(Dataset records)
● ● ● ● ● ● ●

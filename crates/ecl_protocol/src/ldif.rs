//! Change payload and LDIF record encoder.
//!
//! Renders attribute and modification lists into the line-oriented text
//! carried by the `changes` and `deletedentryattrs` attributes of a change
//! entry. Every value goes through [`needs_base64_encoding`]; the same rule
//! applies to add, delete and modify payloads.

use crate::entry::{Attribute, Entry};
use base64::engine::general_purpose::STANDARD;
use base64::Engine;
use serde::{Deserialize, Serialize};
use std::fmt;

/// Kind of a single modification.
#[derive(Debug, Clone, Copy, PartialEq, Eq, Serialize, Deserialize)]
pub enum ModificationType {
    /// Add values.
    Add,
    /// Delete values (or the whole attribute when none are given).
    Delete,
    /// Replace all values.
    Replace,
    /// Increment an integer value.
    Increment,
}

impl ModificationType {
    /// The LDIF keyword for this modification type.
    pub fn ldif_name(&self) -> &'static str {
        match self {
            ModificationType::Add => "add",
            ModificationType::Delete => "delete",
            ModificationType::Replace => "replace",
            ModificationType::Increment => "increment",
        }
    }
}

impl fmt::Display for ModificationType {
    fn fmt(&self, f: &mut fmt::Formatter<'_>) -> fmt::Result {
        f.write_str(self.ldif_name())
    }
}

/// One modification of a modify operation.
#[derive(Debug, Clone, PartialEq, Eq, Serialize, Deserialize)]
pub struct Modification {
    /// What to do.
    pub mod_type: ModificationType,
    /// Which attribute, with the values involved.
    pub attribute: Attribute,
}

impl Modification {
    /// Creates a modification.
    pub fn new(mod_type: ModificationType, attribute: Attribute) -> Self {
        Self {
            mod_type,
            attribute,
        }
    }

    /// Shorthand for a replace with string values.
    pub fn replace<I, V>(name: &str, values: I) -> Self
    where
        I: IntoIterator<Item = V>,
        V: Into<String>,
    {
        Self::new(ModificationType::Replace, Attribute::new(name, values))
    }
}

/// Returns true if `value` must be written as `name:: base64`.
///
/// A value needs escaping when it starts with a space, `:` or `<`, ends
/// with a space, or contains NUL, CR, LF or any byte outside 7-bit ASCII.
pub fn needs_base64_encoding(value: &[u8]) -> bool {
    let (Some(&first), Some(&last)) = (value.first(), value.last()) else {
        return false;
    };
    if matches!(first, b' ' | b':' | b'<') || last == b' ' {
        return true;
    }
    value
        .iter()
        .any(|&b| b == 0 || b == b'\n' || b == b'\r' || b > 0x7f)
}

/// Appends one `name: value` or `name:: base64` line, newline included.
fn push_value_line(out: &mut String, name: &str, value: &[u8]) {
    out.push_str(name);
    match std::str::from_utf8(value) {
        Ok(text) if !needs_base64_encoding(value) => {
            out.push_str(": ");
            out.push_str(text);
        }
        _ => {
            out.push_str(":: ");
            out.push_str(&STANDARD.encode(value));
        }
    }
    out.push('\n');
}

/// Encodes an attribute list, one line per value.
///
/// Used for the attributes of an added entry and the captured attributes
/// of a deleted entry. Attributes appear in the given order.
pub fn encode_attributes(attributes: &[Attribute]) -> String {
    let mut out = String::new();
    for attribute in attributes {
        let name = attribute.description().to_string();
        for value in attribute.values() {
            push_value_line(&mut out, &name, value);
        }
    }
    out
}

/// Encodes a modification list.
///
/// Each block is `<modtype>: <attr>`, the value lines, then `-`. Blocks are
/// separated by a newline and nothing follows the final `-`.
pub fn encode_modifications(modifications: &[Modification]) -> String {
    let mut out = String::new();
    for (i, modification) in modifications.iter().enumerate() {
        if i > 0 {
            out.push('\n');
        }
        let name = modification.attribute.description().to_string();
        out.push_str(modification.mod_type.ldif_name());
        out.push_str(": ");
        out.push_str(&name);
        out.push('\n');
        for value in modification.attribute.values() {
            push_value_line(&mut out, &name, value);
        }
        out.push('-');
    }
    out
}

/// Writes an entry as an LDIF record: the `dn` line, object classes, user
/// attributes, then operational attributes. The record ends with a blank
/// line.
pub fn encode_entry(entry: &Entry) -> String {
    let mut out = String::new();
    push_value_line(&mut out, "dn", entry.dn().to_string().as_bytes());
    for object_class in entry.object_classes() {
        push_value_line(&mut out, "objectClass", object_class.as_bytes());
    }
    out.push_str(&encode_attributes(entry.user_attributes()));
    out.push_str(&encode_attributes(entry.operational_attributes()));
    out.push('\n');
    out
}

#[cfg(test)]
mod tests {
    use super::*;
    use crate::dn::Dn;
    use crate::entry::AttributeDescription;

    #[test]
    fn safe_values_are_plain() {
        assert!(!needs_base64_encoding(b""));
        assert!(!needs_base64_encoding(b"Bob"));
        assert!(!needs_base64_encoding(b"a value: with colon"));
        assert!(!needs_base64_encoding(b"x<y"));
    }

    #[test]
    fn unsafe_values_need_base64() {
        assert!(needs_base64_encoding(b" leading"));
        assert!(needs_base64_encoding(b"trailing "));
        assert!(needs_base64_encoding(b":colon"));
        assert!(needs_base64_encoding(b"<url"));
        assert!(needs_base64_encoding(b"nul\0byte"));
        assert!(needs_base64_encoding(b"two\nlines"));
        assert!(needs_base64_encoding(b"cr\r"));
        assert!(needs_base64_encoding("caf\u{e9}".as_bytes()));
        assert!(needs_base64_encoding(&[0xff, 0xfe]));
    }

    #[test]
    fn modify_single_replace() {
        let mods = vec![Modification::replace("cn", ["Bob"])];
        assert_eq!(encode_modifications(&mods), "replace: cn\ncn: Bob\n-");
    }

    #[test]
    fn modify_blocks_are_separated_without_trailer() {
        let mods = vec![
            Modification::replace("cn", ["Bob"]),
            Modification::new(ModificationType::Add, Attribute::new("mail", ["a@x", "b@x"])),
            Modification::new(
                ModificationType::Delete,
                Attribute::empty(AttributeDescription::new("description")),
            ),
        ];
        assert_eq!(
            encode_modifications(&mods),
            "replace: cn\ncn: Bob\n-\nadd: mail\nmail: a@x\nmail: b@x\n-\ndelete: description\n-"
        );
    }

    #[test]
    fn modify_escapes_values() {
        let mods = vec![Modification::replace("sn", [" padded"])];
        assert_eq!(
            encode_modifications(&mods),
            "replace: sn\nsn:: IHBhZGRlZA==\n-"
        );
    }

    #[test]
    fn empty_modification_list() {
        assert_eq!(encode_modifications(&[]), "");
    }

    #[test]
    fn attributes_one_line_per_value() {
        let attrs = vec![
            Attribute::new("objectClass", ["top", "person"]),
            Attribute::new("cn;lang-fr", ["Jean"]),
            Attribute::binary(AttributeDescription::new("jpegPhoto"), vec![vec![0, 1, 2]]),
        ];
        assert_eq!(
            encode_attributes(&attrs),
            "objectClass: top\nobjectClass: person\ncn;lang-fr: Jean\njpegPhoto:: AAEC\n"
        );
    }

    #[test]
    fn base64_decodes_to_original_bytes() {
        let raw = b"\0 odd\xffbytes".to_vec();
        let attrs = vec![Attribute::binary(AttributeDescription::new("x"), vec![raw.clone()])];
        let line = encode_attributes(&attrs);
        let encoded = line
            .trim_end()
            .strip_prefix("x:: ")
            .expect("base64 line");
        assert_eq!(STANDARD.decode(encoded).unwrap(), raw);
    }

    #[test]
    fn entry_record() {
        let mut entry = Entry::new(
            Dn::parse("cn=changelog").unwrap(),
            vec!["top".into(), "container".into()],
        );
        entry.add_user_attribute(Attribute::single("changes", "replace: cn\n"));
        entry.add_operational_attribute(Attribute::single("cookie", "o=test:00;"));
        assert_eq!(
            encode_entry(&entry),
            "dn: cn=changelog\nobjectClass: top\nobjectClass: container\n\
             changes:: cmVwbGFjZTogY24K\ncookie: o=test:00;\n\n"
        );
    }
}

● ● ● ● ● ● ●

Exercise instructions — Once more, write all of the records exactly as given.

Written solution —
filename crates/ecl_protocol/src/ldif.rs
//! Change payload and LDIF record encoder.
//!
//! Renders attribute and modification lists into the line-oriented text
//! carried by the `changes` and `deletedentryattrs` attributes of a change
//! entry. Every value goes through [`needs_base64_encoding`]; the same rule
//! applies to add, delete and modify payloads.

use crate::entry::{Attribute, Entry};
use base64::engine::general_purpose::STANDARD;
use base64::Engine;
use serde::{Deserialize, Serialize};
use std::fmt;

/// Kind of a single modification.
#[derive(Debug, Clone, Copy, PartialEq, Eq, Serialize, Deserialize)]
pub enum ModificationType {
    /// Add values.
    Add,
    /// Delete values (or the whole attribute when none are given).
    Delete,
    /// Replace all values.
    Replace,
    /// Increment an integer value.
    Increment,
}

impl ModificationType {
    /// The LDIF keyword for this modification type.
    pub fn ldif_name(&self) -> &'static str {
        match self {
            ModificationType::Add => "add",
            ModificationType::Delete => "delete",
            ModificationType::Replace => "replace",
            ModificationType::Increment => "increment",
        }
    }
}

impl fmt::Display for ModificationType {
    fn fmt(&self, f: &mut fmt::Formatter<'_>) -> fmt::Result {
        f.write_str(self.ldif_name())
    }
}

/// One modification of a modify operation.
#[derive(Debug, Clone, PartialEq, Eq, Serialize, Deserialize)]
pub struct Modification {
    /// What to do.
    pub mod_type: ModificationType,
    /// Which attribute, with the values involved.
    pub attribute: Attribute,
}

impl Modification {
    /// Creates a modification.
    pub fn new(mod_type: ModificationType, attribute: Attribute) -> Self {
        Self {
            mod_type,
            attribute,
        }
    }

    /// Shorthand for a replace with string values.
    pub fn replace<I, V>(name: &str, values: I) -> Self
    where
        I: IntoIterator<Item = V>,
        V: Into<String>,
    {
        Self::new(ModificationType::Replace, Attribute::new(name, values))
    }
}

/// Returns true if `value` must be written as `name:: base64`.
///
/// A value needs escaping when it starts with a space, `:` or `<`, ends
/// with a space, or contains NUL, CR, LF or any byte outside 7-bit ASCII.
pub fn needs_base64_encoding(value: &[u8]) -> bool {
    let (Some(&first), Some(&last)) = (value.first(), value.last()) else {
        return false;
    };
    if matches!(first, b' ' | b':' | b'<') || last == b' ' {
        return true;
    }
    value
        .iter()
        .any(|&b| b == 0 || b == b'\n' || b == b'\r' || b > 0x7f)
}

/// Appends one `name: value` or `name:: base64` line, newline included.
fn push_value_line(out: &mut String, name: &str, value: &[u8]) {
    out.push_str(name);
    match std::str::from_utf8(value) {
        Ok(text) if !needs_base64_encoding(value) => {
            out.push_str(": ");
            out.push_str(text);
        }
        _ => {
            out.push_str(":: ");
            out.push_str(&STANDARD.encode(value));
        }
    }
    out.push('\n');
}

/// Encodes an attribute list, one line per value.
///
/// Used for the attributes of an added entry and the captured attributes
/// of a deleted entry. Attributes appear in the given order.
pub fn encode_attributes(attributes: &[Attribute]) -> String {
    let mut out = String::new();
    for attribute in attributes {
        let name = attribute.description().to_string();
        for value in attribute.values() {
            push_value_line(&mut out, &name, value);
        }
    }
    out
}

/// Encodes a modification list.
///
/// Each block is `<modtype>: <attr>`, the value lines, then `-`. Blocks are
/// separated by a newline and nothing follows the final `-`.
pub fn encode_modifications(modifications: &[Modification]) -> String {
    let mut out = String::new();
    for (i, modification) in modifications.iter().enumerate() {
        if i > 0 {
            out.push('\n');
        }
        let name = modification.attribute.description().to_string();
        out.push_str(modification.mod_type.ldif_name());
        out.push_str(": ");
        out.push_str(&name);
        out.push('\n');
        for value in modification.attribute.values() {
            push_value_line(&mut out, &name, value);
        }
        out.push('-');
    }
    out
}

/// Writes an entry as an LDIF record: the `dn` line, object classes, user
/// attributes, then operational attributes. The record ends with a blank
/// line.
pub fn encode_entry(entry: &Entry) -> String {
    let mut out = String::new();
    push_value_line(&mut out, "dn", entry.dn().to_string().as_bytes());
    for object_class in entry.object_classes() {
        push_value_line(&mut out, "objectClass", object_class.as_bytes());
    }
    out.push_str(&encode_attributes(entry.user_attributes()));
    out.push_str(&encode_attributes(entry.operational_attributes()));
    out.push('\n');
    out
}

#[cfg(test)]
mod tests {
    use super::*;
    use crate::dn::Dn;
    use crate::entry::AttributeDescription;

    #[test]
    fn safe_values_are_plain() {
        assert!(!needs_base64_encoding(b""));
        assert!(!needs_base64_encoding(b"Bob"));
        assert!(!needs_base64_encoding(b"a value: with colon"));
        assert!(!needs_base64_encoding(b"x<y"));
    }

    #[test]
    fn unsafe_values_need_base64() {
        assert!(needs_base64_encoding(b" leading"));
        assert!(needs_base64_encoding(b"trailing "));
        assert!(needs_base64_encoding(b":colon"));
        assert!(needs_base64_encoding(b"<url"));
        assert!(needs_base64_encoding(b"nul\0byte"));
        assert!(needs_base64_encoding(b"two\nlines"));
        assert!(needs_base64_encoding(b"cr\r"));
        assert!(needs_base64_encoding("caf\u{e9}".as_bytes()));
        assert!(needs_base64_encoding(&[0xff, 0xfe]));
    }

    #[test]
    fn modify_single_replace() {
        let mods = vec![Modification::replace("cn", ["Bob"])];
        assert_eq!(encode_modifications(&mods), "replace: cn\ncn: Bob\n-");
    }

    #[test]
    fn modify_blocks_are_separated_without_trailer() {
        let mods = vec![
            Modification::replace("cn", ["Bob"]),
            Modification::new(ModificationType::Add, Attribute::new("mail", ["a@x", "b@x"])),
            Modification::new(
                ModificationType::Delete,
                Attribute::empty(AttributeDescription::new("description")),
            ),
        ];
        assert_eq!(
            encode_modifications(&mods),
            "replace: cn\ncn: Bob\n-\nadd: mail\nmail: a@x\nmail: b@x\n-\ndelete: description\n-"
        );
    }

    #[test]
    fn modify_escapes_values() {
        let mods = vec![Modification::replace("sn", [" padded"])];
        assert_eq!(
            encode_modifications(&mods),
            "replace: sn\nsn:: IHBhZGRlZA==\n-"
        );
    }

    #[test]
    fn empty_modification_list() {
        assert_eq!(encode_modifications(&[]), "");
    }

    #[test]
    fn attributes_one_line_per_value() {
        let attrs = vec![
            Attribute::new("objectClass", ["top", "person"]),
            Attribute::new("cn;lang-fr", ["Jean"]),
            Attribute::binary(AttributeDescription::new("jpegPhoto"), vec![vec![0, 1, 2]]),
        ];
        assert_eq!(
            encode_attributes(&attrs),
            "objectClass: top\nobjectClass: person\ncn;lang-fr: Jean\njpegPhoto:: AAEC\n"
        );
    }

    #[test]
    fn base64_decodes_to_original_bytes() {
        let raw = b"\0 odd\xffbytes".to_vec();
        let attrs = vec![Attribute::binary(AttributeDescription::new("x"), vec![raw.clone()])];
        let line = encode_attributes(&attrs);
        let encoded = line
            .trim_end()
            .strip_prefix("x:: ")
            .expect("base64 line");
        assert_eq!(STANDARD.decode(encoded).unwrap(), raw);
    }

    #[test]
    fn entry_record() {
        let mut entry = Entry::new(
            Dn::parse("cn=changelog").unwrap(),
            vec!["top".into(), "container".into()],
        );
        entry.add_user_attribute(Attribute::single("changes", "replace: cn\n"));
        entry.add_operational_attribute(Attribute::single("cookie", "o=test:00;"));
        assert_eq!(
            encode_entry(&entry),
            "dn: cn=changelog\nobjectClass: top\nobjectClass: container\n\
             changes:: cmVwbGFjZTogY24K\ncookie: o=test:00;\n\n"
        );
    }
}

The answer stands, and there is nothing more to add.